Tool is proprietary and commercial. You are at an early stage; you can’t afford it.
You go on creating loads of data every day as your venture matures. Because you lack the tool, your data grows unstructured as you get by with a collection of cheap substitutes: an inelegant troupe of spreadsheets and files of obscure formats.
You dream of the day you will be able to put all your data into that perfect, glossy tool.
A day that most likely will never come.
The earlier data migration can happen, the—significantly—easier to handle; this is, before data gets too spread, divergent and messy.
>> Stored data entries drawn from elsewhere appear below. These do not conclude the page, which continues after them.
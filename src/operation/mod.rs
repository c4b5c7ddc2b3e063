//! Operation controllers bound to views.
//!
//! - [`Operation`]: one async unit of work with stale-response discard
//! - [`RetryableOperation`]: adds scheduled backoff retries
//! - [`OptimisticOperation`]: adds speculative cache writes with rollback

mod controller;
mod optimistic;
mod retry;
mod scheduler;
mod state;

pub use controller::{Operation, ProgressReporter};
pub use optimistic::{MutationCoordinator, OptimisticOperation, OptimisticSnapshot, PendingMutation};
pub use retry::{RetryPolicy, RetryableOperation};
pub use scheduler::RetryScheduler;
pub use state::{OperationState, OperationStatus, ProgressInfo};
//! Total classification of raw failures into the error taxonomy.

use chrono::Utc;
use std::io;
use tracing::debug;

use crate::error::{EnhancedError, ErrorContext, ErrorKind, RawError};

/// Classify a raw failure.
///
/// Never fails: anything that doesn't match a known shape becomes
/// [`ErrorKind::Unknown`] and is not retryable.
pub fn classify(raw: RawError, context: &ErrorContext) -> EnhancedError {
  let kind = kind_of(&raw);
  let mut context = context.clone();
  context.timestamp = Utc::now();

  debug!(
    domain = %context.domain,
    operation = %context.operation,
    code = kind.code(),
    "classified failure: {}",
    raw
  );

  EnhancedError::new(kind, raw.to_string(), context).with_original(raw)
}

fn kind_of(raw: &RawError) -> ErrorKind {
  match raw {
    RawError::Status { status, .. } => kind_for_status(*status),
    RawError::Transport(e) => kind_for_transport(e),
    RawError::Io(e) => kind_for_io(e).unwrap_or_else(|| kind_for_message(&e.to_string())),
    RawError::Message(message) => kind_for_message(message),
    RawError::Report(report) => kind_for_report(report),
    RawError::Panic(_) => ErrorKind::Unknown,
  }
}

/// Map an HTTP status code to an error kind.
pub fn kind_for_status(status: u16) -> ErrorKind {
  match status {
    400 | 409 | 422 => ErrorKind::Validation,
    404 | 410 => ErrorKind::NotFound,
    408 | 504 => ErrorKind::Timeout,
    500..=599 => ErrorKind::Server,
    400..=499 => ErrorKind::Api,
    _ => ErrorKind::Unknown,
  }
}

fn kind_for_transport(e: &reqwest::Error) -> ErrorKind {
  if e.is_timeout() {
    return ErrorKind::Timeout;
  }
  if let Some(status) = e.status() {
    return kind_for_status(status.as_u16());
  }
  if e.is_connect() || e.is_request() {
    return ErrorKind::Network;
  }
  if e.is_decode() || e.is_body() {
    return ErrorKind::Api;
  }
  ErrorKind::Unknown
}

fn kind_for_io(e: &io::Error) -> Option<ErrorKind> {
  match e.kind() {
    io::ErrorKind::TimedOut => Some(ErrorKind::Timeout),
    io::ErrorKind::ConnectionRefused
    | io::ErrorKind::ConnectionReset
    | io::ErrorKind::ConnectionAborted
    | io::ErrorKind::NotConnected
    | io::ErrorKind::BrokenPipe
    | io::ErrorKind::AddrNotAvailable => Some(ErrorKind::Network),
    _ => None,
  }
}

fn kind_for_report(report: &color_eyre::Report) -> ErrorKind {
  for cause in report.chain() {
    if let Some(e) = cause.downcast_ref::<reqwest::Error>() {
      return kind_for_transport(e);
    }
    if let Some(kind) = cause.downcast_ref::<io::Error>().and_then(kind_for_io) {
      return kind;
    }
    if let Some(e) = cause.downcast_ref::<RawError>() {
      return kind_of(e);
    }
  }
  kind_for_message(&format!("{:#}", report))
}

fn kind_for_message(message: &str) -> ErrorKind {
  let message = message.to_lowercase();
  let has = |needles: &[&str]| needles.iter().any(|n| message.contains(n));

  if has(&["timed out", "timeout"]) {
    ErrorKind::Timeout
  } else if has(&["network", "connection", "offline", "dns", "unreachable"]) {
    ErrorKind::Network
  } else if has(&["not found"]) {
    ErrorKind::NotFound
  } else if has(&["invalid", "validation", "required", "must be"]) {
    ErrorKind::Validation
  } else {
    ErrorKind::Unknown
  }
}

#[cfg(test)]
mod tests {
  use super::*;
  use color_eyre::eyre::{eyre, WrapErr};
  use std::time::Duration;
  use tokio::io::{AsyncReadExt, AsyncWriteExt};
  use tokio::net::TcpListener;

  fn ctx() -> ErrorContext {
    ErrorContext::new("user", "load").with_detail("id", "u1")
  }

  fn client() -> reqwest::Client {
    reqwest::Client::builder().no_proxy().build().unwrap()
  }

  /// Accept one request on a local port and answer with `response` verbatim,
  /// or hold the connection open without answering when it is `None`.
  async fn serve_once(response: Option<&'static str>) -> String {
    let listener = TcpListener::bind("127.0.0.1:0").await.unwrap();
    let addr = listener.local_addr().unwrap();
    tokio::spawn(async move {
      let (mut socket, _) = listener.accept().await.unwrap();
      let mut request = [0u8; 1024];
      let _ = socket.read(&mut request).await;
      match response {
        Some(response) => {
          let _ = socket.write_all(response.as_bytes()).await;
          let _ = socket.shutdown().await;
        }
        None => tokio::time::sleep(Duration::from_secs(5)).await,
      }
    });
    format!("http://{}/users/u1", addr)
  }

  fn assert_transport(error: reqwest::Error, kind: ErrorKind) -> EnhancedError {
    let classified = classify(error.into(), &ctx());
    assert_eq!(classified.kind, kind, "{}", classified.message);
    assert_eq!(classified.retryable, kind.default_retryable());
    assert!(matches!(classified.original.as_deref(), Some(RawError::Transport(_))));
    classified
  }

  #[test]
  fn test_status_codes() {
    let cases = [
      (400, ErrorKind::Validation),
      (422, ErrorKind::Validation),
      (404, ErrorKind::NotFound),
      (408, ErrorKind::Timeout),
      (504, ErrorKind::Timeout),
      (500, ErrorKind::Server),
      (503, ErrorKind::Server),
      (401, ErrorKind::Api),
      (429, ErrorKind::Api),
      (302, ErrorKind::Unknown),
    ];
    for (status, kind) in cases {
      let error = classify(RawError::status(status, "nope"), &ctx());
      assert_eq!(error.kind, kind, "status {}", status);
      assert_eq!(error.retryable, kind.default_retryable());
    }
  }

  #[test]
  fn test_message_shapes() {
    let cases = [
      ("Connection timed out", ErrorKind::Timeout),
      ("network unreachable", ErrorKind::Network),
      ("device is offline", ErrorKind::Network),
      ("Team not found", ErrorKind::NotFound),
      ("email is required", ErrorKind::Validation),
      ("something odd", ErrorKind::Unknown),
    ];
    for (message, kind) in cases {
      assert_eq!(classify(RawError::from(message), &ctx()).kind, kind, "{}", message);
    }
  }

  #[test]
  fn test_io_errors() {
    let refused = io::Error::new(io::ErrorKind::ConnectionRefused, "refused");
    assert_eq!(classify(refused.into(), &ctx()).kind, ErrorKind::Network);

    let timed_out = io::Error::new(io::ErrorKind::TimedOut, "slow");
    assert_eq!(classify(timed_out.into(), &ctx()).kind, ErrorKind::Timeout);
  }

  #[test]
  fn test_report_chain_is_walked() {
    let io = io::Error::new(io::ErrorKind::ConnectionReset, "reset by peer");
    let report = Err::<(), _>(io)
      .wrap_err("failed to load team")
      .unwrap_err();
    assert_eq!(classify(report.into(), &ctx()).kind, ErrorKind::Network);

    let plain = eyre!("weird state");
    assert_eq!(classify(plain.into(), &ctx()).kind, ErrorKind::Unknown);
  }

  #[tokio::test]
  async fn test_refused_connection_is_network() {
    let addr = {
      let listener = TcpListener::bind("127.0.0.1:0").await.unwrap();
      listener.local_addr().unwrap()
    };

    let error = client()
      .get(format!("http://{}/users/u1", addr))
      .send()
      .await
      .unwrap_err();
    assert!(error.is_connect());
    let classified = assert_transport(error, ErrorKind::Network);
    assert!(classified.retryable);
  }

  #[tokio::test]
  async fn test_client_timeout_is_timeout() {
    let url = serve_once(None).await;
    let client = reqwest::Client::builder()
      .no_proxy()
      .timeout(Duration::from_millis(100))
      .build()
      .unwrap();

    let error = client.get(url).send().await.unwrap_err();
    assert!(error.is_timeout());
    let classified = assert_transport(error, ErrorKind::Timeout);
    assert!(classified.retryable);
  }

  #[tokio::test]
  async fn test_undecodable_body_is_api() {
    let url = serve_once(Some(
      "HTTP/1.1 200 OK\r\nContent-Type: application/json\r\nContent-Length: 9\r\n\
       Connection: close\r\n\r\nnot json!",
    ))
    .await;

    let response = client().get(url).send().await.unwrap();
    let error = response.json::<serde_json::Value>().await.unwrap_err();
    assert!(error.is_decode());
    let classified = assert_transport(error, ErrorKind::Api);
    assert!(classified.retryable);
  }

  #[tokio::test]
  async fn test_transport_status_is_carried() {
    let url = serve_once(Some(
      "HTTP/1.1 503 Service Unavailable\r\nContent-Length: 0\r\nConnection: close\r\n\r\n",
    ))
    .await;

    let response = client().get(url).send().await.unwrap();
    let error = response.error_for_status().unwrap_err();
    let classified = assert_transport(error, ErrorKind::Server);
    assert!(classified.retryable);
    assert_eq!(
      classified.original.as_deref().and_then(RawError::status_code),
      Some(503)
    );
  }

  #[tokio::test]
  async fn test_transport_error_inside_report() {
    let addr = {
      let listener = TcpListener::bind("127.0.0.1:0").await.unwrap();
      listener.local_addr().unwrap()
    };
    let report = client()
      .get(format!("http://{}/users/u1", addr))
      .send()
      .await
      .wrap_err("failed to load user")
      .unwrap_err();

    let classified = classify(report.into(), &ctx());
    assert_eq!(classified.kind, ErrorKind::Network);
    assert!(classified.retryable);
  }

  #[test]
  fn test_unknown_shapes_are_not_retryable() {
    let error = classify(RawError::Panic("index out of bounds".into()), &ctx());
    assert_eq!(error.kind, ErrorKind::Unknown);
    assert!(!error.retryable);
  }

  #[test]
  fn test_context_and_original_preserved() {
    let error = classify(RawError::status(503, "maintenance"), &ctx());
    assert_eq!(error.code(), "SERVER_ERROR");
    assert_eq!(error.context.domain, "user");
    assert_eq!(error.context.operation, "load");
    assert_eq!(error.context.details.get("id").map(String::as_str), Some("u1"));

    let original = error.original.as_deref();
    assert!(matches!(
      original,
      Some(RawError::Status { status: 503, message }) if message == "maintenance"
    ));
  }
}
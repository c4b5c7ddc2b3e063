//! Entities the client caches.
//!
//! Feature modules own the business rules; these types only carry what the
//! cache needs to address them.

use serde::{Deserialize, Serialize};
use serde_json::{json, Value};

use crate::cache::Cacheable;

/// A sales rep.
#[derive(Debug, Clone, PartialEq, Serialize, Deserialize)]
pub struct User {
  pub id: String,
  pub name: String,
  pub email: String,
  #[serde(default)]
  pub team_id: Option<String>,
  #[serde(default)]
  pub points: i64,
  #[serde(default)]
  pub profile: UserProfile,
  #[serde(default)]
  pub settings: UserSettings,
}

#[derive(Debug, Clone, Default, PartialEq, Serialize, Deserialize)]
pub struct UserProfile {
  pub display_name: String,
  pub title: Option<String>,
  pub avatar_url: Option<String>,
}

#[derive(Debug, Clone, PartialEq, Serialize, Deserialize)]
pub struct UserSettings {
  pub notifications: bool,
  pub theme: String,
}

impl Default for UserSettings {
  fn default() -> Self {
    Self {
      notifications: true,
      theme: "system".to_string(),
    }
  }
}

impl User {
  pub fn new(id: &str, name: &str, email: &str) -> Self {
    Self {
      id: id.to_string(),
      name: name.to_string(),
      email: email.to_string(),
      team_id: None,
      points: 0,
      profile: UserProfile {
        display_name: name.to_string(),
        ..UserProfile::default()
      },
      settings: UserSettings::default(),
    }
  }
}

impl Cacheable for User {
  fn entity_type() -> &'static str {
    "user"
  }

  fn cache_id(&self) -> String {
    self.id.clone()
  }

  fn sub_views(&self) -> Vec<(&'static str, Value)> {
    vec![
      ("profile", json!(self.profile)),
      ("settings", json!(self.settings)),
    ]
  }

  fn secondary_keys(&self) -> Vec<(&'static str, String)> {
    // Emails are matched case-insensitively
    vec![("email", self.email.to_lowercase())]
  }
}

/// A team competing on the leaderboard.
#[derive(Debug, Clone, PartialEq, Serialize, Deserialize)]
pub struct Team {
  pub id: String,
  pub name: String,
  #[serde(default)]
  pub member_ids: Vec<String>,
  #[serde(default)]
  pub score: i64,
}

impl Cacheable for Team {
  fn entity_type() -> &'static str {
    "team"
  }

  fn cache_id(&self) -> String {
    self.id.clone()
  }

  fn sub_views(&self) -> Vec<(&'static str, Value)> {
    vec![("members", json!(self.member_ids))]
  }
}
But the earlier you are, the less likely you are of having the wherewithal to acquire the tool and secure a better data administration, so your information keeps on growing in a disorganized style.
At a given time, you have saved enough to buy the goddamn thing, but your data is already an unmanageable, unholy hairball and the migration process becomes a project in itself.
You don’t feel like adding this to your plate. There are more important things at the moment. There will always be more important things.
Migration never happens. Your data becomes like a Canada goose who decides not to fly south but stay waddling and shitting indefinitely around your local park.